Two years ago Cohen began researching Texas’ approach to truancy. “Is this a last-ditch thing that people are using to deal with the most incorrigible of youth?” he said. No, he learned. More than 115,000 cases a year were referred to court. He observed some judges who weren’t trying to help kids, but just issuing $500 fines and sending them out the door. “We empower judges to assess these fines on a population that is necessarily indigent,” he said.

So for the past several months he’s worked to push this reform to the governor, sometimes behind the scenes at meetings with school districts, judges, county governments, and other stakeholders.

“Until that ink is dry we can’t count our blessings,” he said. But, he added, "I believe the governor will sign this into law."

Nathan Hecht, Chief Justice of the Texas Supreme Court

In February, Nathan Hecht stood before the Texas legislature to deliver the State of the Judiciary, and made truancy reform one of his central points. “Playing hooky is bad,” he said, “but is it criminal?”

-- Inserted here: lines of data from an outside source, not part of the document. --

//! `VersionSet` is the root of the catalogue: it owns the current `Version`, persists every
//! transition to the MANIFEST log, and recovers that history on reopen. It is also where
//! compactions are chosen (`pick_compaction`), since picking one requires comparing the current
//! version's per-level scores against the file-size budgets tracked here.

use std::cmp::Ordering;
use std::collections::HashSet;
use std::path::Path;
use std::rc::{Rc, Weak};

use crate::builder::Builder;
use crate::cmp::{Cmp, InternalKeyCmp};
use crate::compaction::Compaction;
use crate::error::{Result, Status};
use crate::key_types::parse_internal_key;
use crate::log::{LogReader, LogWriter};
use crate::options::Options;
use crate::snapshot::{Snapshot, SnapshotList};
use crate::table_cache::TableCache;
use crate::types::{share, FileMetaData, FileNum, SequenceNumber, Shared, NUM_LEVELS};
use crate::version::{total_size, FileMetaHandle, Version};
use crate::version_edit::VersionEdit;

/// Number of L0 files that makes `compaction_score` reach 1.0, matching the trigger level used
/// throughout the compaction heuristics.
const L0_COMPACTION_TRIGGER: usize = 4;

/// A compaction is allowed to pull in extra same-level files (beyond the one that tripped it) as
/// long as doing so doesn't grow the total input size past this multiple of `max_file_size`.
const EXPANDED_COMPACTION_BYTE_SIZE_LIMIT_FACTOR: usize = 25;

fn max_bytes_for_level(level: usize) -> f64 {
    let mut result = 10. * 1048576.0;
    let mut l = level;
    while l > 1 {
        result *= 10.0;
        l -= 1;
    }
    result
}

fn manifest_file_name(dbname: &str, num: FileNum) -> String {
    format!("{}/MANIFEST-{:06}", dbname, num)
}
//! `Builder` accumulates one or more `VersionEdit`s and applies them on top of a base `Version`
//! to produce the next one. Keeping this separate from `VersionSet` lets several edits (as
//! happens during `recover()`, replaying a whole MANIFEST) be folded together before a single,
//! possibly expensive, `save_to` pass sorts and validates each level.

use std::collections::HashSet;
use std::rc::Rc;

use crate::cmp::{Cmp, InternalKeyCmp};
use crate::error::{Result, Status};
use crate::types::{share, FileMetaData, FileNum, Shared, NUM_LEVELS};
use crate::version::{FileMetaHandle, Version};
use crate::version_edit::VersionEdit;

#[derive(Default)]
struct LevelState {
    deleted: HashSet<FileNum>,
    added: Vec<FileMetaHandle>,
}

pub struct Builder {
    base: Shared<Version>,
    cmp: Rc<Box<dyn Cmp>>,
    levels: [LevelState; NUM_LEVELS],
}

impl Builder {
    pub fn new(base: Shared<Version>, cmp: Rc<Box<dyn Cmp>>) -> Builder {
        Builder {
            base,
            cmp,
            levels: Default::default(),
        }
    }

    /// Folds one more edit's deletions/additions/compaction-pointer updates into the
    /// accumulator. `compact_pointer` is the VersionSet's per-level next-compaction-start table,
    /// updated in place as a side effect.
    pub fn apply(&mut self, edit: &VersionEdit, compact_pointer: &mut [Vec<u8>; NUM_LEVELS]) {
        for (level, key) in &edit.compact_pointers {
            compact_pointer[*level] = key.clone();
        }
        for (level, num) in &edit.deleted_files {
            self.levels[*level].deleted.insert(*num);
        }
        for nf in &edit.new_files {
            let f = FileMetaData::new(nf.num, nf.size, nf.smallest.clone(), nf.largest.clone());
            // A file just added by this edit cannot also have been deleted by it; guard against
            // a malformed MANIFEST record resurrecting a file that was deleted earlier in the
            // same batch.
            self.levels[nf.level].deleted.remove(&nf.num);
            self.levels[nf.level].added.push(share(f));
        }
    }

    /// Materializes the accumulated edits into `dst`, starting from `self.base`. Levels beyond
    /// L0 must end up disjoint and sorted by key range; if an edit produces an overlap there
    /// (only possible if two concurrently-planned compactions raced), the whole edit is rejected
    /// as `StatusCode::CompactionObsolete` rather than corrupting the version.
    pub fn save_to(&self, dst: &mut Version) -> Result<()> {
        let icmp = InternalKeyCmp(self.cmp.clone());

        for level in 0..NUM_LEVELS {
            let base_files = &self.base.borrow().files[level];
            let mut files: Vec<FileMetaHandle> = base_files
                .iter()
                .filter(|f| !self.levels[level].deleted.contains(&f.borrow().num))
                .cloned()
                .chain(self.levels[level].added.iter().cloned())
                .collect();

            if level == 0 {
                files.sort_by(|a, b| a.borrow().num.cmp(&b.borrow().num));
            } else {
                files.sort_by(|a, b| icmp.cmp(&a.borrow().smallest, &b.borrow().smallest));
                for w in files.windows(2) {
                    if icmp.cmp(&w[0].borrow().largest, &w[1].borrow().smallest) != std::cmp::Ordering::Less {
                        return Err(Status::compaction_obsolete(format!(
                            "overlapping files {} and {} in level {}",
                            w[0].borrow().num,
                            w[1].borrow().num,
                            level
                        )));
                    }
                }
            }

            dst.files[level] = files;
        }
        Ok(())
    }
}

#[cfg(test)]
mod tests {
    use super::*;
    use crate::cmp::DefaultCmp;
    use crate::table_cache::TableCache;
    use crate::version::testutil::make_version;

    #[test]
    fn test_builder_apply_add_and_delete() {
        let (v, opts) = make_version();
        let cmp: Rc<Box<dyn Cmp>> = Rc::new(Box::new(DefaultCmp));
        let base = share(v);

        let mut edit = VersionEdit::new();
        edit.delete_file(0, 1);
        edit.new_file(
            0,
            &FileMetaData::new(100, 4096, b"aaz".to_vec(), b"aba".to_vec()),
        );

        let mut builder = Builder::new(base.clone(), cmp.clone());
        let mut compact_pointer: [Vec<u8>; NUM_LEVELS] = Default::default();
        builder.apply(&edit, &mut compact_pointer);

        let cache = share(TableCache::new("db", opts.clone(), 100));
        let mut out = Version::new(cache, cmp.clone());
        builder.save_to(&mut out).unwrap();

        let nums: Vec<_> = out.files[0].iter().map(|f| f.borrow().num).collect();
        assert_eq!(nums, vec![2, 100]);
    }

    #[test]
    fn test_builder_save_to_rejects_overlap() {
        let (v, opts) = make_version();
        let cmp: Rc<Box<dyn Cmp>> = Rc::new(Box::new(DefaultCmp));
        let base = share(v);

        let mut edit = VersionEdit::new();
        // Level 1 already holds files 3, 4, 5; inserting a file overlapping file 3's range
        // without deleting it must be rejected.
        edit.new_file(
            1,
            &FileMetaData::new(200, 4096, b"aaa".to_vec(), b"bbb".to_vec()),
        );

        let mut builder = Builder::new(base.clone(), cmp.clone());
        let mut compact_pointer: [Vec<u8>; NUM_LEVELS] = Default::default();
        builder.apply(&edit, &mut compact_pointer);

        let cache = share(TableCache::new("db", opts.clone(), 100));
        let mut out = Version::new(cache, cmp.clone());
        assert!(builder.save_to(&mut out).is_err());
    }
}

Over the previous two years, he had read about Texas’ unusual approach to truancy — it is one of the only states that send truant kids to adult criminal court — and he found out that the state brings almost 100,000 criminal charges against students each year. He told the legislature, “A better, more effective solution may be for schools and courts alike to provide prevention and intervention services for at-risk children to actually achieve the goal: getting them back in school.”

Hecht stayed out of the legislative haggling over the past few months, but he weighed in last week. He sat down with Democratic Sen. John Whitmire, one of the key authors of the proposal, and Gov. Abbott. He said he was there to deliver one simple message: “This isn’t working.”

James White, Texas State Representative

As a former school teacher, Republican Rep. James White said he knows what it takes to keep kids in school.

As a seventh-grade teacher and football coach, he said he would check in on kids if they didn’t show up. “If Reggie was not in school, not the judge, not the school resource officer — Coach White got on the phone to find out why he wasn’t in school,” White said. “If your truancy prevention ever gets to the courts, I look at that more as a system breakdown.”

This session, he was one of several lawmakers who introduced truancy reform proposals. It was a bumpy road, with pushback from some judges and school districts. Only a month ago, it seemed like reform efforts were dead, he said. He decided to cross the aisle and talk to Democratic Sen. John Whitmire, another lawmaker pushing for truancy reform. “If you’re really sincere about doing something about this, then let's get it done,” he recalls telling the senior senator.

They came up with a joint bill, which now sits on the governor’s desk.